Navigate to the Alignment Tab
To align sequences to a reference sequence, start by navigating to the “Alignment” tab in the top banner. Select the “Align to reference” button and the alignment modal box will open.
Selecting your Reference and Aligned Sequences
By default, the reference sequence is pre-selected to be the current open file. You can simply change this by removing it via the trash can icon. Once removed, you can select the “+ Add reference...” button then select your desired reference file. Note you can also choose the options to enter (paste) a sequence manually or upload a sequence from your local device if the desired file is not present in your “My files”.
After selecting the reference sequence you must select at least one sequence to align to the reference. Do this by using the “+ Add sequence” button in the aligned sequence(s) section. Note that it is possible to add multiple sequences at a time by holding ctrl or shift to select multiple files to align. Once you have finished selecting your files, select the “Next” button this will prompt you to rename your file. Note that the default name is “Reference sequence + Aligned sequence #1 + Aligned sequence #2 etc”. Note that the alignment will be saved as a new file (specifically for align to reference you will still see in map and sequence view that the reference plasmid is displayed). Once you have selected the name select “Align” to start the alignment.
Display and Edit Options in Alignment View
Once the alignment is completed, it will be displayed in the alignment view. In the top banner you will notice that this is set to the “View” tab and the options have slightly changed. The first option is the model indicator dropdown, for align to reference the only available algorithm is MAFFT. Next is the “Axis” toggle button, this will turn on and off the axis label below the sequences. The next button called “Chromatogram” is only available for sanger trace files (.ab1) as these contain chromatogram data, for other alignments this is disabled. The “Collapse all” and “Expand all” collapses the sequences into compact view where the features and alignment information is hidden. With the “Highlight when” button you can select which regions are highlighted in red in your sequence. By default all regions that are not matching are highlighted however you can select to switch this to only highlight matching regions or to not highlight at all. With the “Highlight color” dropdown you can select which color is used to highlight the matches or mismatches. Lastly the DNA colors button lets you toggle on the base pair colors (A = Green, T = Red, G = Yellow and C = Blue).
You can find more options for alignment under the “Alignment” tab in the top banner. Here you can find the option to “Add track” and “Delete track”. Select “Add track” to add new sequences to the alignment, this will open up the sequence selection box. Select “Delete track” to open up the deletion modal box, here you can select which sequences to remove.
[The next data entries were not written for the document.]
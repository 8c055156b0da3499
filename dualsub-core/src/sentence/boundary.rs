//! Sentence boundary classification for accumulated caption text
//!
//! The classifier only ever looks at the *end* of a buffer: reconstruction
//! appends one fragment at a time and asks whether the text so far forms a
//! complete sentence.

use super::tables::{SentenceTables, TerminatorKind};
use std::collections::HashSet;

/// Outcome of classifying a buffer, with the reason it is not a boundary
#[derive(Debug, Clone, PartialEq, Eq)]
pub enum BoundaryDecision {
    /// The buffer ends a sentence
    Terminated,
    /// Nothing but whitespace
    Empty,
    /// Last character is not a sentence terminator
    NoTerminator,
    /// The period is the last dot of `...`
    Ellipsis,
    /// The period sits between two digits
    Decimal,
    /// The period follows a known abbreviation or an initial
    Abbreviation(String),
    /// A quote opened before the terminator is still open
    InsideQuote,
}

impl BoundaryDecision {
    #[inline]
    pub fn is_boundary(&self) -> bool {
        matches!(self, BoundaryDecision::Terminated)
    }

    /// Short machine-friendly label
    pub fn label(&self) -> &'static str {
        match self {
            BoundaryDecision::Terminated => "terminated",
            BoundaryDecision::Empty => "empty",
            BoundaryDecision::NoTerminator => "no-terminator",
            BoundaryDecision::Ellipsis => "ellipsis",
            BoundaryDecision::Decimal => "decimal",
            BoundaryDecision::Abbreviation(_) => "abbreviation",
            BoundaryDecision::InsideQuote => "inside-quote",
        }
    }
}

/// Decides whether a text buffer ends a sentence.
///
/// Uses the embedded rule tables, optionally extended with extra
/// abbreviations (matched verbatim, like the built-in ones).
#[derive(Debug, Clone)]
pub struct BoundaryClassifier {
    tables: &'static SentenceTables,
    extra_abbreviations: HashSet<String>,
}

impl Default for BoundaryClassifier {
    fn default() -> Self {
        Self::new()
    }
}

impl BoundaryClassifier {
    pub fn new() -> Self {
        Self {
            tables: SentenceTables::embedded(),
            extra_abbreviations: HashSet::new(),
        }
    }

    /// Add abbreviations on top of the embedded set
    pub fn with_abbreviations<I, S>(mut self, abbreviations: I) -> Self
    where
        I: IntoIterator<Item = S>,
        S: Into<String>,
    {
        self.extra_abbreviations.extend(
            abbreviations
                .into_iter()
                .map(Into::into)
                .filter(|abbr: &String| !abbr.is_empty()),
        );
        self
    }

    pub fn tables(&self) -> &'static SentenceTables {
        self.tables
    }

    /// True if `text` (trimmed) ends a sentence
    #[inline]
    pub fn is_sentence_end(&self, text: &str) -> bool {
        self.classify(text).is_boundary()
    }

    /// Classify the end of `text`, reporting why it is not a boundary
    pub fn classify(&self, text: &str) -> BoundaryDecision {
        let trimmed = text.trim();
        let chars: Vec<char> = trimmed.chars().collect();

        let Some(&last) = chars.last() else {
            return BoundaryDecision::Empty;
        };
        let pos = chars.len() - 1;

        match self.tables.terminator_kind(last) {
            None => BoundaryDecision::NoTerminator,
            Some(TerminatorKind::Unconditional) => BoundaryDecision::Terminated,
            Some(TerminatorKind::QuoteSensitive) => {
                if self.tables.has_open_quote(&chars[..pos]) {
                    BoundaryDecision::InsideQuote
                } else {
                    BoundaryDecision::Terminated
                }
            }
            Some(TerminatorKind::Period) => self.classify_period(&chars, pos),
        }
    }

    fn classify_period(&self, chars: &[char], pos: usize) -> BoundaryDecision {
        if is_ellipsis(chars, pos) {
            return BoundaryDecision::Ellipsis;
        }

        if is_decimal_point(chars, pos) {
            return BoundaryDecision::Decimal;
        }

        if let Some(token) = self.abbreviation_before(chars, pos) {
            return BoundaryDecision::Abbreviation(token);
        }

        if self.tables.has_open_quote(&chars[..pos]) {
            return BoundaryDecision::InsideQuote;
        }

        BoundaryDecision::Terminated
    }

    /// The token before the dot, if it is an abbreviation
    fn abbreviation_before(&self, chars: &[char], pos: usize) -> Option<String> {
        let before: String = chars[..pos].iter().collect();
        let token = before.split_whitespace().last()?;

        if self.tables.is_abbreviation(token) || self.extra_abbreviations.contains(token) {
            Some(token.to_string())
        } else {
            None
        }
    }
}

/// `..` directly before the dot at `pos`
fn is_ellipsis(chars: &[char], pos: usize) -> bool {
    pos >= 2 && chars[pos - 1] == '.' && chars[pos - 2] == '.'
}

/// Digit on both sides of the dot at `pos`.
///
/// A dot in final position has no right neighbour, so this never holds for
/// the last character of a buffer: `"3."` is a sentence end.
fn is_decimal_point(chars: &[char], pos: usize) -> bool {
    if pos == 0 || pos + 1 >= chars.len() {
        return false;
    }
    chars[pos - 1].is_ascii_digit() && chars[pos + 1].is_ascii_digit()
}

/// Classify with the default rule tables
pub fn is_sentence_end(text: &str) -> bool {
    BoundaryClassifier::new().is_sentence_end(text)
}
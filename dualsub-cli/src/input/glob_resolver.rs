//! File pattern resolution using glob

use crate::error::CliError;
use anyhow::{Context, Result};
use glob::glob;
use std::path::PathBuf;

/// Resolve file patterns to existing files, sorted and deduplicated
pub fn resolve_patterns(patterns: &[String]) -> Result<Vec<PathBuf>> {
    let mut files = Vec::new();

    for pattern in patterns {
        let paths =
            glob(pattern).map_err(|e| CliError::InvalidPattern(format!("{pattern}: {e}")))?;

        for path_result in paths {
            let path =
                path_result.with_context(|| format!("Error resolving pattern: {}", pattern))?;

            if path.is_file() {
                files.push(path);
            }
        }
    }

    if files.is_empty() {
        anyhow::bail!("No files found matching the provided patterns");
    }

    files.sort();
    files.dedup();

    Ok(files)
}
Navigation in Alignment View
At the top of the alignment view, you will see the blue minimap of your alignment, additionally you will see a yellow focus window on the map, this can be used to scroll back and forth across your alignment by holding click in the yellow region and moving back and forth. If you would like to view a larger region, use the two handles on the outside of the yellow focus window to expand or decrease the view. Alternatively, you can scroll back and forth with your trackpad by scrolling horizontally with two fingers or if using a traditional mouse by holding down the shift key on your keyboard and using the scroll wheel on the mouse.
The reference track is always the top track in the large window, on the left hand side you can check which sequence is used as the reference. Below this on the left you can see the “Toggle tracks” option, under which all the aligned references are listed, to hide a given sequence just unselect it by clicking the checkbox next to its name under the “Toggle tracks” section. At the bottom of this section there is a “+ add track” button, use this to add more sequences to the alignment (note this is only available for align to reference not pairwise or multiple sequence alignment).
For each aligned track you will see some alignment information. The name is displayed with a colored arrow on the left side indicating the directionality of the aligned sequence. Under the name, the first line is the total length of the sequence, then the number of mismatches, insertion and deletions. To quickly navigate to the next mismatch, insertion or deletion you can use the arrow on the right side of the sequence name to jump to the next.